Stored data
※ ※ ※

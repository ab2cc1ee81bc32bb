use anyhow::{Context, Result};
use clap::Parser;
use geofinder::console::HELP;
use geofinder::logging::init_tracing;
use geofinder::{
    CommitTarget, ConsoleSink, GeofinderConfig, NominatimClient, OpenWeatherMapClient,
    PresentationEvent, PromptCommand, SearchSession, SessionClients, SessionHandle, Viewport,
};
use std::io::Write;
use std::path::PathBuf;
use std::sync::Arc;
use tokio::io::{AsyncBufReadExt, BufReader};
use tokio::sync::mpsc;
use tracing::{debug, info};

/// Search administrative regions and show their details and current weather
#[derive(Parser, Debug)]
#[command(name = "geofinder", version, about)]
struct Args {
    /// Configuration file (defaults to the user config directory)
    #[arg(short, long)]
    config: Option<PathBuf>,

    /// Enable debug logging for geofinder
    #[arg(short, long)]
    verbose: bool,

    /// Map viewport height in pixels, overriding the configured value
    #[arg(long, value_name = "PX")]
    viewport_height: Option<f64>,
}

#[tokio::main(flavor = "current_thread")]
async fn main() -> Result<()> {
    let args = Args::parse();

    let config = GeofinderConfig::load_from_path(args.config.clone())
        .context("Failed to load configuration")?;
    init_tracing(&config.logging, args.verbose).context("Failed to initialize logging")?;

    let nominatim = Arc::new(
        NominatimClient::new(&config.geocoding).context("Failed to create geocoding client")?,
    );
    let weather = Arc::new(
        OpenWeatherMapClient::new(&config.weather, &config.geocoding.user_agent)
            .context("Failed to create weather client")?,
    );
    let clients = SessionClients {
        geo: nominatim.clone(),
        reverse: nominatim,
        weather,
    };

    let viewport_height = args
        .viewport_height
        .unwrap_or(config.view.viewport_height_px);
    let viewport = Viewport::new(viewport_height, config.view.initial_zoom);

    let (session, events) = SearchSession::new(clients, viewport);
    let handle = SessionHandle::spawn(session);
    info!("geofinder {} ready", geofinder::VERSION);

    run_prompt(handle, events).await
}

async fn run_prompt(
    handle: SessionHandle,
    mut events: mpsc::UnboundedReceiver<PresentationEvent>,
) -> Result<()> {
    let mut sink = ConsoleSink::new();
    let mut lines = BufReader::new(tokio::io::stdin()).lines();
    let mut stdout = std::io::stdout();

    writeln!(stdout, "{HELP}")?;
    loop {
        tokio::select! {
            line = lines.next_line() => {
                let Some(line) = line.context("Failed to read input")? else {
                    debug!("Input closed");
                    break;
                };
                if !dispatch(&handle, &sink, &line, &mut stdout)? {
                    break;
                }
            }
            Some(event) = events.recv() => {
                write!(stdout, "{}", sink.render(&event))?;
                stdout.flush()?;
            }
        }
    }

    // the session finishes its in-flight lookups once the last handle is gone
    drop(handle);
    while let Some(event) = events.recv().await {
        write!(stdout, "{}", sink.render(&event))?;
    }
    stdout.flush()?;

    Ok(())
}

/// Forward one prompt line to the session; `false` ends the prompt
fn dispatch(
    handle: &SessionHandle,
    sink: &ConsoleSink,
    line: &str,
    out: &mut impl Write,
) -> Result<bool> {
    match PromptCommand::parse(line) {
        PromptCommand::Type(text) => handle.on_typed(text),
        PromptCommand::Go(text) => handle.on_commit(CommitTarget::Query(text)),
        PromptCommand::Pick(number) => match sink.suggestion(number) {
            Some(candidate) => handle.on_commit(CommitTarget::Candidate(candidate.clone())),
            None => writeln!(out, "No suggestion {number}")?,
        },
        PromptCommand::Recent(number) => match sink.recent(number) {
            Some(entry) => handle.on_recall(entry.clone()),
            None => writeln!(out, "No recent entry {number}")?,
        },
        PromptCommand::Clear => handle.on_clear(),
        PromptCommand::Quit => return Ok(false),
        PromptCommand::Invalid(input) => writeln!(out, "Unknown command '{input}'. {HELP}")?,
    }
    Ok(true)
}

※ ※ ※

What needs to be done
Reproduce each entry precisely, so that nothing differs from the original.

Exercise solution
repository ab2cc1ee81bc32bb
use anyhow::{Context, Result};
use clap::Parser;
use geofinder::console::HELP;
use geofinder::logging::init_tracing;
use geofinder::{
    CommitTarget, ConsoleSink, GeofinderConfig, NominatimClient, OpenWeatherMapClient,
    PresentationEvent, PromptCommand, SearchSession, SessionClients, SessionHandle, Viewport,
};
use std::io::Write;
use std::path::PathBuf;
use std::sync::Arc;
use tokio::io::{AsyncBufReadExt, BufReader};
use tokio::sync::mpsc;
use tracing::{debug, info};

/// Search administrative regions and show their details and current weather
#[derive(Parser, Debug)]
#[command(name = "geofinder", version, about)]
struct Args {
    /// Configuration file (defaults to the user config directory)
    #[arg(short, long)]
    config: Option<PathBuf>,

    /// Enable debug logging for geofinder
    #[arg(short, long)]
    verbose: bool,

    /// Map viewport height in pixels, overriding the configured value
    #[arg(long, value_name = "PX")]
    viewport_height: Option<f64>,
}

#[tokio::main(flavor = "current_thread")]
async fn main() -> Result<()> {
    let args = Args::parse();

    let config = GeofinderConfig::load_from_path(args.config.clone())
        .context("Failed to load configuration")?;
    init_tracing(&config.logging, args.verbose).context("Failed to initialize logging")?;

    let nominatim = Arc::new(
        NominatimClient::new(&config.geocoding).context("Failed to create geocoding client")?,
    );
    let weather = Arc::new(
        OpenWeatherMapClient::new(&config.weather, &config.geocoding.user_agent)
            .context("Failed to create weather client")?,
    );
    let clients = SessionClients {
        geo: nominatim.clone(),
        reverse: nominatim,
        weather,
    };

    let viewport_height = args
        .viewport_height
        .unwrap_or(config.view.viewport_height_px);
    let viewport = Viewport::new(viewport_height, config.view.initial_zoom);

    let (session, events) = SearchSession::new(clients, viewport);
    let handle = SessionHandle::spawn(session);
    info!("geofinder {} ready", geofinder::VERSION);

    run_prompt(handle, events).await
}

async fn run_prompt(
    handle: SessionHandle,
    mut events: mpsc::UnboundedReceiver<PresentationEvent>,
) -> Result<()> {
    let mut sink = ConsoleSink::new();
    let mut lines = BufReader::new(tokio::io::stdin()).lines();
    let mut stdout = std::io::stdout();

    writeln!(stdout, "{HELP}")?;
    loop {
        tokio::select! {
            line = lines.next_line() => {
                let Some(line) = line.context("Failed to read input")? else {
                    debug!("Input closed");
                    break;
                };
                if !dispatch(&handle, &sink, &line, &mut stdout)? {
                    break;
                }
            }
            Some(event) = events.recv() => {
                write!(stdout, "{}", sink.render(&event))?;
                stdout.flush()?;
            }
        }
    }

    // the session finishes its in-flight lookups once the last handle is gone
    drop(handle);
    while let Some(event) = events.recv().await {
        write!(stdout, "{}", sink.render(&event))?;
    }
    stdout.flush()?;

    Ok(())
}

/// Forward one prompt line to the session; `false` ends the prompt
fn dispatch(
    handle: &SessionHandle,
    sink: &ConsoleSink,
    line: &str,
    out: &mut impl Write,
) -> Result<bool> {
    match PromptCommand::parse(line) {
        PromptCommand::Type(text) => handle.on_typed(text),
        PromptCommand::Go(text) => handle.on_commit(CommitTarget::Query(text)),
        PromptCommand::Pick(number) => match sink.suggestion(number) {
            Some(candidate) => handle.on_commit(CommitTarget::Candidate(candidate.clone())),
            None => writeln!(out, "No suggestion {number}")?,
        },
        PromptCommand::Recent(number) => match sink.recent(number) {
            Some(entry) => handle.on_recall(entry.clone()),
            None => writeln!(out, "No recent entry {number}")?,
        },
        PromptCommand::Clear => handle.on_clear(),
        PromptCommand::Quit => return Ok(false),
        PromptCommand::Invalid(input) => writeln!(out, "Unknown command '{input}'. {HELP}")?,
    }
    Ok(true)
}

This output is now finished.